We asked the Thrive community what they need help with right now at work. Read on for a common dilemma and helpful advice from Deloitte’s Human Sustainability Leader, Jen Fisher.

Q: One of my co-workers can be pushy and rude. I try my best to ignore it and take the high road, but it’s starting to affect my mental health at work. I find myself dreading meetings that I know he’ll be in, and I avoid taking part in my office’s social events because I’m nervous he’ll be there. What can I do?

A: First off, I’m so sorry that you’re dealing with this — and that you don’t feel the sense of psychological safety and belonging we all deserve to feel when we walk or log into work every morning. In an ideal world, we could simply ignore the difficult people and stressful events in our lives, but the truth is, this situation isn’t something you can ignore. The people we work with matter. As you know, they affect our work effectiveness, our mood, our stress levels, and our ability to focus. 

As Deloitte’s Human Sustainability Leader, I talk a lot about the connection between sustainability and human well-being. When we spend our time with people who are unkind, it takes a toll on our well-being, which then affects how we treat ourselves, the people around us, and the world around us.  In my book, Work Better Together, I delve into some of the science behind  workplace relationships. There’s an entire body of research about our bonds at work: how they fuel our best ideas, allow us to tap into our creativity, and set the tone for a workplace that fosters belonging and acceptance. A recent Gallup poll showed that people who have meaningful work friendships are more likely to engage customers, come up with new ideas, and enjoy their time at work. A survey from the American Psychological Association found that 73 percent of employees are more productive and motivated when they feel safe and supported by the people they work with. And when we encounter people who do the opposite, it can cause stress and anxiety, and even lead to burnout.

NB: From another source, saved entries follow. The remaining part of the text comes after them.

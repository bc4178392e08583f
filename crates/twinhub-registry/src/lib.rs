//! `twinhub-registry` is a client for the device registry of a cloud IoT
//! device-management service.
//!
//! It manages devices, modules and automatic configurations, submits bulk
//! requests and import/export jobs, and reads the registry statistics.
//!
//! Operations are grouped in the [`DevicesClient`](device::DevicesClient),
//! [`ModulesClient`](module::ModulesClient) and
//! [`ConfigurationsClient`](configuration::ConfigurationsClient) traits,
//! all implemented by [`RegistryClient`](client::RegistryClient). The client
//! sends requests through an [`HttpTransport`](transport::HttpTransport),
//! so applications can substitute a fake of their own in tests.
//!
//! Every failure is reported as a single [`Error`](error::Error) carrying
//! a kind, a service error code, a message, a tracking identifier and
//! whether the operation can be retried as is. Service failures are
//! classified by the [`classifier`] from the response status, body and
//! headers.
//!
//! Any operation can be cancelled with
//! [`cancellable`](request::cancellable).

#![deny(unsafe_code)]
#![deny(missing_docs)]

/// Shared access signatures and other credentials.
pub mod auth;
/// Bulk registry operations.
pub mod bulk;
/// Service failure classification.
pub mod classifier;
/// The registry client.
pub mod client;
/// Client configuration.
pub mod config;
/// Automatic configurations.
pub mod configuration;
/// Device identities.
pub mod device;
/// Error management.
pub mod error;
/// Service error codes.
pub mod error_code;
/// Import/export jobs.
pub mod jobs;
/// Module identities.
pub mod module;
/// Request helpers and cancellation.
pub mod request;
/// Registry statistics.
pub mod statistics;
/// Transport seam.
pub mod transport;
use serde::Serialize;

use twinhub::serializer::PayloadSerializer;

use crate::error::Result;

/// Message property naming the component which sent a telemetry message.
pub const COMPONENT_PROPERTY: &str = "$.sub";

/// A telemetry message sent by a device.
///
/// The payload is serialized once, when the message is created, by the
/// serializer the device has been configured with.
#[derive(Debug, Clone, PartialEq, Eq)]
pub struct TelemetryMessage {
    payload: String,
    content_type: &'static str,
    content_encoding: &'static str,
    properties: Vec<(String, String)>,
}

impl TelemetryMessage {
    /// Creates a [`TelemetryMessage`] sent by the root interface.
    ///
    /// # Errors
    ///
    /// The telemetry cannot be serialized.
    pub fn new<S, T>(serializer: &S, telemetry: &T) -> Result<Self>
    where
        S: PayloadSerializer,
        T: Serialize + ?Sized,
    {
        Ok(Self {
            payload: serializer.serialize(telemetry)?,
            content_type: serializer.content_type(),
            content_encoding: serializer.content_encoding(),
            properties: Vec::new(),
        })
    }

    /// Marks the message as sent by a component.
    ///
    /// An empty name leaves the message to the root interface.
    #[must_use]
    pub fn component(self, component: &str) -> Self {
        if component.is_empty() {
            return self;
        }
        self.property(COMPONENT_PROPERTY, component)
    }

    /// Adds an application property.
    ///
    /// A property with the same name is replaced.
    #[must_use]
    pub fn property(mut self, name: impl Into<String>, value: impl Into<String>) -> Self {
        let (name, value) = (name.into(), value.into());
        match self.properties.iter_mut().find(|(key, _)| *key == name) {
            Some((_, current)) => *current = value,
            None => self.properties.push((name, value)),
        }
        self
    }

    /// Returns the serialized payload.
    #[must_use]
    pub fn payload(&self) -> &str {
        &self.payload
    }

    /// Returns the content type of the payload.
    #[must_use]
    pub const fn content_type(&self) -> &'static str {
        self.content_type
    }

    /// Returns the content encoding of the payload.
    #[must_use]
    pub const fn content_encoding(&self) -> &'static str {
        self.content_encoding
    }

    /// Returns the name of the component which sent the message.
    #[must_use]
    pub fn component_name(&self) -> Option<&str> {
        self.property_value(COMPONENT_PROPERTY)
    }

    /// Returns the value of a message property.
    #[must_use]
    pub fn property_value(&self, name: &str) -> Option<&str> {
        self.properties
            .iter()
            .find(|(key, _)| key == name)
            .map(|(_, value)| value.as_str())
    }

    /// Returns all message properties.
    pub fn properties(&self) -> impl Iterator<Item = (&str, &str)> {
        self.properties
            .iter()
            .map(|(name, value)| (name.as_str(), value.as_str()))
    }
}

#[cfg(test)]
mod tests {
    use serde::Serialize;
    use serde_json::json;

    use twinhub::serializer::{CompactJson, VerboseJson};

    use super::{COMPONENT_PROPERTY, TelemetryMessage};

    #[derive(Serialize)]
    #[serde(rename_all = "camelCase")]
    struct Reading {
        temperature: f64,
        humidity: Option<u8>,
    }

    #[test]
    fn root_telemetry() {
        let message = TelemetryMessage::new(&CompactJson, &json!({"workingSet": 1024})).unwrap();

        assert_eq!(message.payload(), r#"{"workingSet":1024}"#);
        assert_eq!(message.content_type(), "application/json");
        assert_eq!(message.content_encoding(), "utf-8");
        assert_eq!(message.component_name(), None);
        assert_eq!(message.properties().count(), 0);
    }

    #[test]
    fn component_telemetry() {
        let reading = Reading {
            temperature: 21.5,
            humidity: None,
        };

        let message = TelemetryMessage::new(&CompactJson, &reading)
            .unwrap()
            .component("thermostat1")
            .property("alert", "false")
            .property("alert", "true");
        assert_eq!(message.payload(), r#"{"temperature":21.5}"#);
        assert_eq!(message.component_name(), Some("thermostat1"));
        assert_eq!(message.property_value(COMPONENT_PROPERTY), Some("thermostat1"));
        assert_eq!(message.property_value("alert"), Some("true"));
        assert_eq!(message.properties().count(), 2);

        let message = TelemetryMessage::new(&VerboseJson, &reading)
            .unwrap()
            .component("");
        assert_eq!(message.payload(), r#"{"temperature":21.5,"humidity":null}"#);
        assert_eq!(message.component_name(), None);
    }
}
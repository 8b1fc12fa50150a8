//! Port Interfaces
//!
//! Contracts between the streaming core and the code that renders its
//! output.
//!
//! ## Driver Ports (Outbound to consumers)
//!
//! - `ReplyHandler`: callback surface for a streamed reply
//!   (`on_content`, `on_error`, `on_done`)

/// Receives the events of one streamed reply.
///
/// For a single request, `on_content` fires zero or more times in wire
/// order, then exactly one of `on_error` or `on_done`. Nothing fires after
/// the request is cancelled.
#[cfg_attr(test, mockall::automock)]
pub trait ReplyHandler: Send {
    /// A reply text fragment arrived.
    fn on_content(&mut self, text: &str);

    /// The request failed. Terminal.
    fn on_error(&mut self, message: &str);

    /// The reply completed. Terminal.
    fn on_done(&mut self);
}

/// [`ReplyHandler`] built from three closures.
///
/// # Example
///
/// ```rust
/// use surge_stream::application::ports::{ReplyCallbacks, ReplyHandler};
///
/// let mut text = String::new();
/// let mut handler = ReplyCallbacks::new(
///     |chunk: &str| text.push_str(chunk),
///     |_message: &str| {},
///     || {},
/// );
/// handler.on_content("AAPL is");
/// drop(handler);
/// assert_eq!(text, "AAPL is");
/// ```
pub struct ReplyCallbacks<C, E, D> {
    on_content: C,
    on_error: E,
    on_done: D,
}

impl<C, E, D> ReplyCallbacks<C, E, D>
where
    C: FnMut(&str) + Send,
    E: FnMut(&str) + Send,
    D: FnMut() + Send,
{
    /// Bundle the three callbacks.
    pub const fn new(on_content: C, on_error: E, on_done: D) -> Self {
        Self {
            on_content,
            on_error,
            on_done,
        }
    }
}

impl<C, E, D> ReplyHandler for ReplyCallbacks<C, E, D>
where
    C: FnMut(&str) + Send,
    E: FnMut(&str) + Send,
    D: FnMut() + Send,
{
    fn on_content(&mut self, text: &str) {
        (self.on_content)(text);
    }

    fn on_error(&mut self, message: &str) {
        (self.on_error)(message);
    }

    fn on_done(&mut self) {
        (self.on_done)();
    }
}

The reality is, even if you decline certain invitations or go camera-off in your meetings, you can’t avoid this person forever — and you shouldn’t. I also want to make it clear that bullying is never acceptable, so if you’re dealing with someone who is truly bullying or making you feel unsafe, it’s important to go to your company’s HR representative and tell them what is going on. No one should have to feel like they should “suck it up” at work if someone is making them feel uncomfortable, and it shouldn’t be your responsibility to deal with individuals who are acting inappropriately at work. If you are dealing with a real workplace bully, go to HR and let them know. 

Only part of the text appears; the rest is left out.